Je vais vous raconter. Un soir. Un soir, de février 1976. Je revenais de Montbéliard. Sous la pluie et la neige fondue; j'avais perdu beaucoup de vie en attendant sur le bord glacé d'une nationale.
Les voitures ne s'arrêtaient pas. Ce fut un soir de pluie comme je vous l'ai dit. Un soir de neige fondue. Un soir de larmes salées. Au bord d'une route un soir où tout était terminé. Où j'étais arrivé à une fin momentanée. Une fin qu'il fallait apprendre à surmonter, une fin prélude à un nouveau commencement.
Les larmes sont inutiles, les regrets encombrent et la pluie tombe, tombe, sur les vieux souvenirs d'hier.
J'ai fait des kilomètres à pied, et j'ai trouvé la gare au bout du chemin.

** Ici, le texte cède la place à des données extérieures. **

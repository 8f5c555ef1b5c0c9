use crate::domain::model::GameSummary;
use crate::utils::error::Result;
use chrono::{DateTime, Utc};
use serde::{Deserialize, Serialize};

/// Machine-readable results of one finished game, for external charting.
#[derive(Debug, Clone, PartialEq, Serialize, Deserialize)]
pub struct SummaryReport {
    pub finished_at: DateTime<Utc>,
    pub rounds: usize,
    pub results: Vec<u32>,
    pub mean: f64,
    pub best: Option<u32>,
    pub worst: Option<u32>,
}

impl SummaryReport {
    pub fn new(summary: &GameSummary, finished_at: DateTime<Utc>) -> Self {
        Self {
            finished_at,
            rounds: summary.rounds(),
            results: summary.results.clone(),
            mean: summary.mean,
            best: summary.best(),
            worst: summary.worst(),
        }
    }

    pub fn to_json(&self) -> Result<String> {
        Ok(serde_json::to_string_pretty(self)?)
    }
}
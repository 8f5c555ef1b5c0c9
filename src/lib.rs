pub mod adapters;
pub mod app;
pub mod config;
pub mod domain;
pub mod game;
pub mod utils;

#[cfg(feature = "cli")]
pub use crate::config::CliConfig;

pub use crate::app::TerminalGame;
pub use crate::config::Settings;
pub use crate::game::engine::{GameEngine, GameHandle};
pub use crate::game::sequencer::RoundSequencer;
pub use crate::domain::model::{GameEvent, GameSummary, Phase};
pub use crate::utils::error::{GameError, Result};
#[cfg(feature = "cli")]
pub mod cli;
pub mod defaults;
pub mod toml_config;

#[cfg(feature = "cli")]
pub use cli::CliConfig;

/// Resolved presentation settings. Game rules live in [`defaults`].
#[derive(Debug, Clone, PartialEq)]
pub struct Settings {
    pub chart_width: usize,
    pub bar_glyph: String,
    pub key_label: String,
    pub seed: Option<u64>,
    pub json_report: bool,
    pub verbose: bool,
    pub json_logs: bool,
}

impl Default for Settings {
    fn default() -> Self {
        Self {
            chart_width: defaults::DEFAULT_CHART_WIDTH,
            bar_glyph: defaults::DEFAULT_BAR_GLYPH.to_string(),
            key_label: defaults::DEFAULT_KEY_LABEL.to_string(),
            seed: None,
            json_report: false,
            verbose: false,
            json_logs: false,
        }
    }
}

J'ai sorti mon vieil horaire de train que j'avais pris un jour plein d'espoir, dans la petite boîte aux renseignements; j'ai regardé ma montre; j'ai pris un ticket. Je suis monté dans un beau train moderne. J'ai posé mes pieds dégueulasses sur la moquette et, pendant tout le voyage, j'ai regardé la fille blonde qui était en face de moi, de l'autre côté du siège, à cette place privilégiée où les deux rangées inverses de sièges se rejoignent pour former un ensemble ordinaire, où l'on est face à face.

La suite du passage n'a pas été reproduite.